Tourists enjoy a sunny day at the Playa de Palma beach in Palma de Mallorca.
The Mediterranean's leading tourist hotspots were bracing Tuesday for a "tsunami" of losses, which could amount to hundreds of millions of euros, following the devastating collapse of British tour operator Thomas Cook.
Beyond the urgent need to repatriate hundreds of thousands of tourists, industry professionals were agonising over the huge sum in unpaid bills.
The British package holiday giant had established a practice of paying a hotel's bills only 90 days after the departure of the guest, raising the question of the huge sums racked up over the busy summer period, several hotel sources said.

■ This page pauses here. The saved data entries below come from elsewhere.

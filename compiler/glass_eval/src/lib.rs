//! Glass Eval - the Glass runtime.
//!
//! Executes a loaded [`ClassTable`](glass_ir::ClassTable):
//!
//! - [`Value`]: numbers, byte strings, names, instances, bound methods and
//!   file handles
//! - [`Heap`]: instance slots reclaimed by a mark-and-sweep collector
//! - [`Environment`]: globals, call frames and first-character scoping
//! - [`Interpreter`]: the command loop and the builtin library
//!
//! ```text
//! let classes = glass_parse::load_source("hello.glass", source)?;
//! let mut interp = InterpreterBuilder::new(&classes)
//!     .print_handler(buffer_handler())
//!     .build();
//! interp.run()?;
//! ```

mod builtins;
mod environment;
mod errors;
mod files;
mod heap;
mod input;
mod interpreter;
mod print_handler;
mod stack;
mod value;
mod value_stack;

pub use environment::{Environment, Frame};
pub use errors::{
    arguments_exhausted, index_out_of_range, io_error, missing_entry_point, no_such_method,
    not_an_instance, recursion_limit_exceeded, stack_underflow, type_mismatch, undefined_name,
    unknown_class, EvalError, EvalErrorKind, EvalResult, TraceFrame,
};
pub use files::{InputFile, OutputFile};
pub use heap::{Handle, Heap, HeapStats, Instance, Trace, Tracer};
pub use input::InputSource;
pub use interpreter::{FramedInterpreter, Interpreter, InterpreterBuilder};
pub use print_handler::{
    buffer_handler, silent_handler, stdout_handler, BufferPrintHandler, PrintHandlerImpl,
    SharedPrintHandler, StdoutPrintHandler,
};
pub use stack::ensure_sufficient_stack;
pub use value::{format_number, Value};
pub use value_stack::ValueStack;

In Spain, where the company operated 55 hotels -- the highest number in any country -- the debt could reach as high as 200 million euros ($220 million), the Exceltur tourist association said.
Legal action looms
Faced with huge financial losses, which several industry figures referred to as a "tsunami", Italy's Federalberghi said it had made contact with counterparts across Europe to coordinate legal action.
In Spain, Thomas Cook was the second biggest tour operator, bringing in 7.3 million tourists in 2018 -- around nine percent of the total visitors, according to an AFP calculation based on figures from national airport operator AENA.
In the Canary Islands, one in four holidaymakers were flown in by the package holiday specialist, the local hotel federation said.
Carrier shortage in Canaries
In many countries, hoteliers have already turned to their respective governments for help, with Turkey -- where Thomas Cook accounts for some three percent of tourists -- mooting a package of support of up to 50 million euros.
In Greece and Spain, hotel industry representatives were on Tuesday holding urgent meetings with government representatives.
In Morocco, where Thomas Cook accounted for some 100,000 holidaymakers out of an overall total of 12 million, the outlook appeared less severe.